TEAFormer architectures are designed to restore and adapt translation equivariance to transformer-based image and signal processing pipelines without relinquishing the modelling power and long-range context capabilities that attention offers.

2. Core Strategies for Translation Equivariance

TEAFormer incorporates two principal strategies to achieve translation equivariance in attention-based architectures:

2.1 Slide Indexing

Slide indexing is a mechanism whereby operator responses are indexed by fixed relative window positions rather than by absolute positions or tokens. In practice, this involves constructing outputs by aggregating information from a window around each query position that slides over the input with the same stride, regardless of input translation. The simplest instance of slide indexing is standard sliding window attention: for each position, attention is computed only within a local window centered on it, with the set of indices invariant to shifts of the input.

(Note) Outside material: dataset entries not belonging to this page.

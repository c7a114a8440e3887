//! Arena storage addressed by handles.

use std::{
    fmt,
    marker::PhantomData,
    ops::{Index, IndexMut},
};

use stable_vec::{
    StableVec,
    core::DefaultCore,
    iter::{Indices, Iter as SvIter, Values as SvValues, ValuesMut as SvValuesMut},
};

use crate::handle::{hsize, Handle};


/// A contiguous arena mapping handles to values, backed by a `StableVec`.
///
/// Handles are handed out sequentially by [`DenseMap::push`], so the handle
/// space is dense: the handle is simply an index into the underlying vector,
/// making every lookup a plain array access. All element arenas and record
/// maps of the subdivision use this map, which keeps the cyclic
/// twin/next/prev reference graph representable as plain indices.
#[derive(Clone)]
pub struct DenseMap<H: Handle, T> {
    vec: StableVec<T>,
    _dummy: PhantomData<H>,
}

impl<H: Handle, T> DenseMap<H, T> {
    /// Creates an empty `DenseMap`.
    pub fn new() -> Self {
        Self {
            vec: StableVec::new(),
            _dummy: PhantomData,
        }
    }

    /// Adds a new element to the map and returns its handle.
    pub fn push(&mut self, elem: T) -> H {
        H::from_usize(self.vec.push(elem))
    }

    /// Returns a reference to the element associated with `handle`, or `None`
    /// if the handle was never handed out by this map.
    pub fn get(&self, handle: H) -> Option<&T> {
        self.vec.get(handle.to_usize())
    }

    /// Returns a mutable reference to the element associated with `handle`.
    pub fn get_mut(&mut self, handle: H) -> Option<&mut T> {
        self.vec.get_mut(handle.to_usize())
    }

    /// Returns `true` if an element is associated with `handle`.
    pub fn contains_handle(&self, handle: H) -> bool {
        self.vec.has_element_at(handle.to_usize())
    }

    /// Returns the number of elements in this map.
    pub fn num_elements(&self) -> hsize {
        self.vec.num_elements() as hsize
    }

    /// Returns the handle the next `push` call would return.
    pub fn next_push_handle(&self) -> H {
        H::from_usize(self.vec.next_push_index())
    }

    /// Returns an iterator over all handles in this map, in increasing index
    /// order.
    pub fn handles(&self) -> Handles<'_, H, T> {
        Handles {
            indices: self.vec.indices(),
            _dummy: PhantomData,
        }
    }

    /// Returns an iterator over references to all values.
    pub fn values(&self) -> SvValues<'_, T, DefaultCore<T>> {
        self.vec.values()
    }

    /// Returns an iterator over mutable references to all values.
    pub fn values_mut(&mut self) -> SvValuesMut<'_, T, DefaultCore<T>> {
        self.vec.values_mut()
    }

    /// Returns an iterator over pairs of handle and value reference.
    pub fn iter(&self) -> Iter<'_, H, T> {
        Iter {
            iter: self.vec.iter(),
            _dummy: PhantomData,
        }
    }
}

impl<H: Handle, T> Index<H> for DenseMap<H, T> {
    type Output = T;

    fn index(&self, handle: H) -> &Self::Output {
        match self.get(handle) {
            Some(elem) => elem,
            None => panic!("no element associated with {:?} in this map", handle),
        }
    }
}

impl<H: Handle, T> IndexMut<H> for DenseMap<H, T> {
    fn index_mut(&mut self, handle: H) -> &mut Self::Output {
        match self.get_mut(handle) {
            Some(elem) => elem,
            None => panic!("no element associated with {:?} in this map", handle),
        }
    }
}

impl<H: Handle, T> Default for DenseMap<H, T> {
    fn default() -> Self {
        Self::new()
    }
}

impl<H: Handle, T: fmt::Debug> fmt::Debug for DenseMap<H, T> {
    fn fmt(&self, f: &mut fmt::Formatter) -> fmt::Result {
        f.debug_map().entries(self.iter()).finish()
    }
}


/// Iterator over the handles of a [`DenseMap`].
#[derive(Debug, Clone)]
pub struct Handles<'map, H: Handle, T> {
    indices: Indices<'map, T, DefaultCore<T>>,
    _dummy: PhantomData<H>,
}

impl<H: Handle, T> Iterator for Handles<'_, H, T> {
    type Item = H;

    fn next(&mut self) -> Option<Self::Item> {
        self.indices.next().map(H::from_usize)
    }

    fn size_hint(&self) -> (usize, Option<usize>) {
        self.indices.size_hint()
    }
}

/// Iterator over the handle/value pairs of a [`DenseMap`].
#[derive(Debug, Clone)]
pub struct Iter<'map, H: Handle, T> {
    iter: SvIter<'map, T, DefaultCore<T>>,
    _dummy: PhantomData<H>,
}

impl<'map, H: Handle, T> Iterator for Iter<'map, H, T> {
    type Item = (H, &'map T);

    fn next(&mut self) -> Option<Self::Item> {
        self.iter.next().map(|(idx, elem)| (H::from_usize(idx), elem))
    }

    fn size_hint(&self) -> (usize, Option<usize>) {
        self.iter.size_hint()
    }
}


#[cfg(test)]
mod tests {
    use super::*;
    use crate::handle::FaceHandle;

    #[test]
    fn push_and_lookup() {
        let mut map: DenseMap<FaceHandle, &str> = DenseMap::new();
        assert_eq!(map.num_elements(), 0);

        let anna = map.push("anna");
        let bob = map.push("bob");

        assert_eq!(map.num_elements(), 2);
        assert_eq!(map.get(anna), Some(&"anna"));
        assert_eq!(map[bob], "bob");
        assert!(map.contains_handle(anna));
        assert!(!map.contains_handle(FaceHandle::new(7)));
    }

    #[test]
    fn sequential_handles() {
        let mut map: DenseMap<FaceHandle, u32> = DenseMap::new();
        assert_eq!(map.next_push_handle(), FaceHandle::new(0));
        let a = map.push(27);
        let b = map.push(3);
        assert_eq!(a, FaceHandle::new(0));
        assert_eq!(b, FaceHandle::new(1));
        assert_eq!(map.next_push_handle(), FaceHandle::new(2));
    }

    #[test]
    fn iterators() {
        let mut map: DenseMap<FaceHandle, u32> = DenseMap::new();
        map.push(5);
        map.push(7);
        map.push(9);

        assert_eq!(
            map.handles().collect::<Vec<_>>(),
            [FaceHandle::new(0), FaceHandle::new(1), FaceHandle::new(2)],
        );
        assert_eq!(map.values().copied().collect::<Vec<_>>(), [5, 7, 9]);
        assert_eq!(
            map.iter().map(|(h, &v)| (h.idx(), v)).collect::<Vec<_>>(),
            [(0, 5), (1, 7), (2, 9)],
        );
    }

    #[test]
    fn mutation() {
        let mut map: DenseMap<FaceHandle, u32> = DenseMap::new();
        let h = map.push(1);
        map[h] += 1;
        for v in map.values_mut() {
            *v *= 10;
        }
        assert_eq!(map[h], 20);
    }
}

Mathematically, let $O_i$ denote the output at position $i$ and $W$ be an attention window with fixed offsets. Then for input $X$ ,

$O_i = \sum_{j \in W} \alpha_{i,j} V(X_{i+j})$

where $\alpha_{i,j}$ are attention weights. If the input is translated by $\tau$ , all indices shift by $\tau$ , but the relative window structure is preserved, ensuring $O_{i+\tau}(X_{(\cdot+\tau)}) = O_i(X)$ .

2.2 Component Stacking

Component stacking refers to assembling multiple translation-equivariant operators either in series (composition) or in parallel (summation). The design guarantees that the resulting architecture is equivariant, as both the composition and sum of equivariant operators remain equivariant. For example, stacking several slide-indexed attention blocks, possibly interleaved with equivariant convolutions, does not break translation equivariance. This property enables construction of deep and expressive architectures while maintaining strict translation correspondence between input and output (2506.18520).

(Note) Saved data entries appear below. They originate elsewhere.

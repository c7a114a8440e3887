//! Handles to refer to vertices, half edges and faces.
//!
//! The topology is a cyclic graph: half edges point to their twin, their
//! next/previous half edge, their origin vertex and their incident face.
//! Instead of modelling these links as ownership references (impossible in a
//! cycle), all elements live in arenas ([`crate::map::DenseMap`]) and are
//! addressed by small copyable handles, basically type-safe indices.

use std::fmt;
use std::hash::Hash;


/// The integer type used as index by all handle types.
///
/// By default, this is `u32`. If the Cargo feature `large-handle` is enabled,
/// it is `u64`. Subdivisions with more than 2³² − 1 elements per kind are
/// rare enough that the smaller, cache-friendlier index is the default.
#[allow(non_camel_case_types)]
#[cfg(not(feature = "large-handle"))]
pub type hsize = u32;

#[allow(non_camel_case_types)]
#[cfg(feature = "large-handle")]
pub type hsize = u64;


/// Types that can be used to refer to some element in a subdivision.
pub trait Handle: 'static + Copy + fmt::Debug + Eq + Ord + Hash {
    /// Creates a handle from the given index.
    fn new(idx: hsize) -> Self;

    /// Returns the index of the current handle.
    fn idx(&self) -> hsize;

    /// Helper to create a handle from a `usize`. Panics if `raw` does not fit
    /// into `hsize`.
    fn from_usize(raw: usize) -> Self {
        assert!(raw <= hsize::max_value() as usize);
        Self::new(raw as hsize)
    }

    /// Helper to get the index as `usize`.
    fn to_usize(&self) -> usize {
        self.idx() as usize
    }
}

macro_rules! make_handle_type {
    ($(#[$attr:meta])* $name:ident = $short:expr;) => {
        $(#[$attr])*
        #[derive(Clone, Copy, PartialEq, Eq, PartialOrd, Ord, Hash)]
        pub struct $name(hsize);

        impl Handle for $name {
            #[inline(always)]
            fn new(idx: hsize) -> Self {
                $name(idx)
            }

            #[inline(always)]
            fn idx(&self) -> hsize {
                self.0
            }
        }

        impl fmt::Debug for $name {
            fn fmt(&self, f: &mut fmt::Formatter) -> fmt::Result {
                write!(f, concat!($short, "{}"), self.0)
            }
        }
    }
}

make_handle_type!{
    /// A handle referring to a vertex.
    VertexHandle = "V";
}
make_handle_type!{
    /// A handle referring to a half edge.
    HalfEdgeHandle = "HE";
}
make_handle_type!{
    /// A handle referring to a face.
    FaceHandle = "F";
}


#[cfg(test)]
mod tests {
    use super::*;

    #[test]
    fn debug_repr() {
        assert_eq!(format!("{:?}", VertexHandle::new(3)), "V3");
        assert_eq!(format!("{:?}", HalfEdgeHandle::new(0)), "HE0");
        assert_eq!(format!("{:?}", FaceHandle::new(123)), "F123");
    }

    #[test]
    fn usize_roundtrip() {
        let h = HalfEdgeHandle::from_usize(27);
        assert_eq!(h.idx(), 27);
        assert_eq!(h.to_usize(), 27);
    }
}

3. Adaptive Sliding Indexing Mechanism

A limitation of strict slide indexing—such as using only fixed local windows—is the trade-off between receptive field size and computational complexity: large windows confer global context but incur quadratic cost, while small windows limit expressivity. TEAFormer introduces an adaptive sliding indexing mechanism that adaptively selects the set of key-value pairs for each query within a local window, based on features extracted by small convolutional kernels. These adaptive indices allow dynamic, data-dependent reordering or selection of local features, while still preserving equivariance since the underlying mechanism is built from translation-equivariant convolutions.

To further balance local detailed context and global information, TEAFormer introduces a parallel branch: Downsampled Self Attention (DSA), which aggregates global information at lower resolution using translation-equivariant pooling. The two branches—adaptive sliding (local) and downsampled (global)—are concatenated or aggregated via learnable weights (2506.18520):

$\mathrm{TEA}(X) = \alpha_s \cdot \mathrm{ASkvSA}(X) + \alpha_d \cdot \mathrm{DSA}(X)$

where $\mathrm{ASkvSA}$ denotes adaptive slide-indexed self-attention, and $\mathrm{DSA}$ is downsampled self-attention.

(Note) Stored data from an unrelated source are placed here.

//! Incremental construction of a subdivision from single half-edge
//! insertions.
//!
//! The builder accepts half edges in any order. Nothing global is known
//! while edges arrive, so all topology is derived locally and repaired as
//! better information shows up:
//!
//! - twins are paired by scanning the destination's outgoing edges for the
//!   reverse direction;
//! - `next`/`prev` links are resolved angularly: at a shared vertex, the
//!   successor of an incoming half edge is the outgoing half edge of the
//!   same face that is first in clockwise direction from the incoming
//!   edge's reversed direction. A newly inserted edge may take over a link
//!   an earlier edge claimed, if it is angularly closer; the loser's link
//!   is cleared and resolved again by a later insertion.
//! - connected components are tracked as per-vertex labels so that
//!   `finalize` can tell holes and islands apart from the boundaries a face
//!   owns itself.
//!
//! The result of [`SubdivisionBuilder::finalize`] does not depend on the
//! insertion order.

use std::collections::HashMap;

use cgmath::{Rad, Vector2};
use smallvec::SmallVec;

use crate::{
    entity::{Face, HalfEdge, Vertex},
    error::Error,
    handle::{FaceHandle, HalfEdgeHandle, Handle, VertexHandle},
    map::DenseMap,
    math::{self, Envelope},
    subdivision::{FaceLinks, HalfEdgeLinks, Subdivision},
};



/// Topology of one half edge while it is under construction.
///
/// `twin`, `next` and `prev` start out unset and are filled in (and
/// occasionally cleared again) as insertions arrive. `finalize` refuses to
/// publish a structure in which any of them stayed unset.
#[derive(Debug, Clone)]
struct HalfEdgeRecord {
    origin: VertexHandle,
    destination: VertexHandle,
    face: FaceHandle,
    twin: Option<HalfEdgeHandle>,
    next: Option<HalfEdgeHandle>,
    prev: Option<HalfEdgeHandle>,
}

/// Adjacency and component label of one vertex.
#[derive(Debug, Clone)]
struct VertexRecord {
    outgoing: SmallVec<[HalfEdgeHandle; 4]>,
    incoming: SmallVec<[HalfEdgeHandle; 4]>,
    component: u32,
}

/// Boundary bookkeeping of one face.
#[derive(Debug, Clone)]
struct FaceRecord {
    outer: Option<HalfEdgeHandle>,
    inner: Vec<HalfEdgeHandle>,
}


/// Builds a [`Subdivision`] from individual half-edge insertions.
///
/// The builder is created with the bounding [`Envelope`] of all coordinates
/// and the face representing the unbounded plane. Every undirected edge is
/// then inserted as two directed half edges (one [`insert`] call each, in
/// any order, interleaved with other edges as the caller likes). Finally,
/// [`finalize`] validates the accumulated topology and produces the
/// immutable query structure.
///
/// The inserted edges must form a valid subdivision: edges only meet at
/// shared vertices and never cross. This is not checked; the builder
/// assembles topology and does not validate geometry.
///
/// [`insert`]: Self::insert
/// [`finalize`]: Self::finalize
#[derive(Debug)]
pub struct SubdivisionBuilder<V: Vertex, E: HalfEdge, F: Face> {
    envelope: Envelope,
    unbounded: FaceHandle,

    vertices: DenseMap<VertexHandle, V>,
    half_edges: DenseMap<HalfEdgeHandle, E>,
    faces: DenseMap<FaceHandle, F>,

    vertex_handles: HashMap<V, VertexHandle, ahash::RandomState>,
    half_edge_handles: HashMap<E, HalfEdgeHandle, ahash::RandomState>,
    face_handles: HashMap<F, FaceHandle, ahash::RandomState>,

    vertex_records: DenseMap<VertexHandle, VertexRecord>,
    records: DenseMap<HalfEdgeHandle, HalfEdgeRecord>,
    face_records: DenseMap<FaceHandle, FaceRecord>,

    next_component: u32,
}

4. TEAFormer Network Architecture

The TEAFormer network typically integrates the above mechanisms into a hierarchical architecture as follows:

Shallow feature extraction: An initial convolutional layer extracts low-level spatial features, maintaining translation equivariance.
Deep feature extraction: The main body consists of multiple Translation Equivariance Groups (TEGs), each containing several Translation Equivariance Blocks (TEBs), where each TEB includes one TEA module (as defined above) and a feed-forward layer.
Aggregation and upsampling: The network head integrates multi-scale features, optionally using upsampling or residual connections, to generate restored outputs that are guaranteed to shift in correspondence with the input.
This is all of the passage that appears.